## [TASK STATEMENT]
The expected output is every entry, repeated word for word.

## [SUPPLIED MATERIAL]
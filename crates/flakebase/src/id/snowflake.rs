use crate::{DefaultLayout, Layout};
use core::{fmt, marker::PhantomData, num::ParseIntError, str::FromStr};

/// A 64-bit Snowflake ID packed according to the layout `L`.
///
/// With the [`DefaultLayout`]:
///
/// - 1 bit sign, always 0 for generated IDs
/// - 41 bits timestamp (ms since [`DEFAULT_EPOCH`])
/// - 10 bits machine ID
/// - 12 bits step
///
/// ```text
///  Bit Index:  63           63 62            22 21             12 11         0
///              +--------------+----------------+-----------------+-----------+
///  Field:      | sign (1)     | timestamp (41) | machine ID (10) | step (12) |
///              +--------------+----------------+-----------------+-----------+
///              |<----------- MSB ---------- 64 bits ----------- LSB -------->|
/// ```
///
/// Equality, ordering and hashing use the raw integer only. The canonical
/// text form is the signed decimal produced by [`fmt::Display`].
///
/// # Example
///
/// ```
/// use flakebase::SnowflakeId;
///
/// let id: SnowflakeId = SnowflakeId::from_components(1000, 5, 7);
/// assert_eq!(id.to_raw(), 4_194_324_487);
/// assert_eq!(id.timestamp(), 1000);
/// assert_eq!(id.machine(), 5);
/// assert_eq!(id.step(), 7);
/// assert_eq!(id.to_string(), "4194324487");
/// ```
///
/// [`DEFAULT_EPOCH`]: crate::DEFAULT_EPOCH
#[derive(Copy, Clone, PartialEq, Eq, PartialOrd, Ord, Hash)]
pub struct SnowflakeId<L: Layout = DefaultLayout> {
    raw: i64,
    layout: PhantomData<L>,
}

impl<L: Layout> SnowflakeId<L> {
    /// Wraps a raw integer without validating it.
    pub const fn from_raw(raw: i64) -> Self {
        Self {
            raw,
            layout: PhantomData,
        }
    }

    /// Packs the three fields, masking each one to its width.
    ///
    /// `timestamp` is the delta since `L::EPOCH`, as returned by
    /// [`SnowflakeId::timestamp`].
    pub const fn from_components(timestamp: i64, machine: i64, step: i64) -> Self {
        let timestamp = (timestamp & L::MAX_TIMESTAMP) << L::TIME_SHIFT;
        let machine = (machine & L::MAX_MACHINE) << L::MACHINE_SHIFT;
        let step = step & L::STEP_MASK;
        Self::from_raw(timestamp | machine | step)
    }

    /// Returns the raw integer.
    pub const fn to_raw(&self) -> i64 {
        self.raw
    }

    /// Returns the wall-clock time the ID was issued at, in milliseconds since
    /// the Unix epoch.
    pub const fn time(&self) -> i64 {
        self.timestamp() + L::EPOCH
    }

    /// Returns the timestamp field: milliseconds since `L::EPOCH`.
    pub const fn timestamp(&self) -> i64 {
        self.raw >> L::TIME_SHIFT
    }

    /// Extracts the machine ID from the packed ID.
    pub const fn machine(&self) -> i64 {
        (self.raw & L::MACHINE_MASK) >> L::MACHINE_SHIFT
    }

    /// Extracts the per-millisecond step from the packed ID.
    pub const fn step(&self) -> i64 {
        self.raw & L::STEP_MASK
    }
}

impl<L: Layout> From<i64> for SnowflakeId<L> {
    fn from(raw: i64) -> Self {
        Self::from_raw(raw)
    }
}

impl<L: Layout> From<SnowflakeId<L>> for i64 {
    fn from(id: SnowflakeId<L>) -> Self {
        id.to_raw()
    }
}

impl<L: Layout> fmt::Display for SnowflakeId<L> {
    fn fmt(&self, f: &mut fmt::Formatter<'_>) -> fmt::Result {
        write!(f, "{}", self.raw)
    }
}

impl<L: Layout> fmt::Debug for SnowflakeId<L> {
    fn fmt(&self, f: &mut fmt::Formatter<'_>) -> fmt::Result {
        f.debug_struct("SnowflakeId")
            .field("raw", &self.raw)
            .field("time", &self.time())
            .field("machine", &self.machine())
            .field("step", &self.step())
            .finish()
    }
}

/// Parses the canonical signed decimal form.
impl<L: Layout> FromStr for SnowflakeId<L> {
    type Err = ParseIntError;

    fn from_str(s: &str) -> Result<Self, Self::Err> {
        s.parse().map(Self::from_raw)
    }
}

## [SOLUTION TO THIS PROBLEM]
filename crates/flakebase/src/id/snowflake.rs
use crate::{DefaultLayout, Layout};
use core::{fmt, marker::PhantomData, num::ParseIntError, str::FromStr};

/// A 64-bit Snowflake ID packed according to the layout `L`.
///
/// With the [`DefaultLayout`]:
///
/// - 1 bit sign, always 0 for generated IDs
/// - 41 bits timestamp (ms since [`DEFAULT_EPOCH`])
/// - 10 bits machine ID
/// - 12 bits step
///
/// ```text
///  Bit Index:  63           63 62            22 21             12 11         0
///              +--------------+----------------+-----------------+-----------+
///  Field:      | sign (1)     | timestamp (41) | machine ID (10) | step (12) |
///              +--------------+----------------+-----------------+-----------+
///              |<----------- MSB ---------- 64 bits ----------- LSB -------->|
/// ```
///
/// Equality, ordering and hashing use the raw integer only. The canonical
/// text form is the signed decimal produced by [`fmt::Display`].
///
/// # Example
///
/// ```
/// use flakebase::SnowflakeId;
///
/// let id: SnowflakeId = SnowflakeId::from_components(1000, 5, 7);
/// assert_eq!(id.to_raw(), 4_194_324_487);
/// assert_eq!(id.timestamp(), 1000);
/// assert_eq!(id.machine(), 5);
/// assert_eq!(id.step(), 7);
/// assert_eq!(id.to_string(), "4194324487");
/// ```
///
/// [`DEFAULT_EPOCH`]: crate::DEFAULT_EPOCH
#[derive(Copy, Clone, PartialEq, Eq, PartialOrd, Ord, Hash)]
pub struct SnowflakeId<L: Layout = DefaultLayout> {
    raw: i64,
    layout: PhantomData<L>,
}

impl<L: Layout> SnowflakeId<L> {
    /// Wraps a raw integer without validating it.
    pub const fn from_raw(raw: i64) -> Self {
        Self {
            raw,
            layout: PhantomData,
        }
    }

    /// Packs the three fields, masking each one to its width.
    ///
    /// `timestamp` is the delta since `L::EPOCH`, as returned by
    /// [`SnowflakeId::timestamp`].
    pub const fn from_components(timestamp: i64, machine: i64, step: i64) -> Self {
        let timestamp = (timestamp & L::MAX_TIMESTAMP) << L::TIME_SHIFT;
        let machine = (machine & L::MAX_MACHINE) << L::MACHINE_SHIFT;
        let step = step & L::STEP_MASK;
        Self::from_raw(timestamp | machine | step)
    }

    /// Returns the raw integer.
    pub const fn to_raw(&self) -> i64 {
        self.raw
    }

    /// Returns the wall-clock time the ID was issued at, in milliseconds since
    /// the Unix epoch.
    pub const fn time(&self) -> i64 {
        self.timestamp() + L::EPOCH
    }

    /// Returns the timestamp field: milliseconds since `L::EPOCH`.
    pub const fn timestamp(&self) -> i64 {
        self.raw >> L::TIME_SHIFT
    }

    /// Extracts the machine ID from the packed ID.
    pub const fn machine(&self) -> i64 {
        (self.raw & L::MACHINE_MASK) >> L::MACHINE_SHIFT
    }

    /// Extracts the per-millisecond step from the packed ID.
    pub const fn step(&self) -> i64 {
        self.raw & L::STEP_MASK
    }
}

impl<L: Layout> From<i64> for SnowflakeId<L> {
    fn from(raw: i64) -> Self {
        Self::from_raw(raw)
    }
}

impl<L: Layout> From<SnowflakeId<L>> for i64 {
    fn from(id: SnowflakeId<L>) -> Self {
        id.to_raw()
    }
}

impl<L: Layout> fmt::Display for SnowflakeId<L> {
    fn fmt(&self, f: &mut fmt::Formatter<'_>) -> fmt::Result {
        write!(f, "{}", self.raw)
    }
}

impl<L: Layout> fmt::Debug for SnowflakeId<L> {
    fn fmt(&self, f: &mut fmt::Formatter<'_>) -> fmt::Result {
        f.debug_struct("SnowflakeId")
            .field("raw", &self.raw)
            .field("time", &self.time())
            .field("machine", &self.machine())
            .field("step", &self.step())
            .finish()
    }
}

/// Parses the canonical signed decimal form.
impl<L: Layout> FromStr for SnowflakeId<L> {
    type Err = ParseIntError;

    fn from_str(s: &str) -> Result<Self, Self::Err> {
        s.parse().map(Self::from_raw)
    }
}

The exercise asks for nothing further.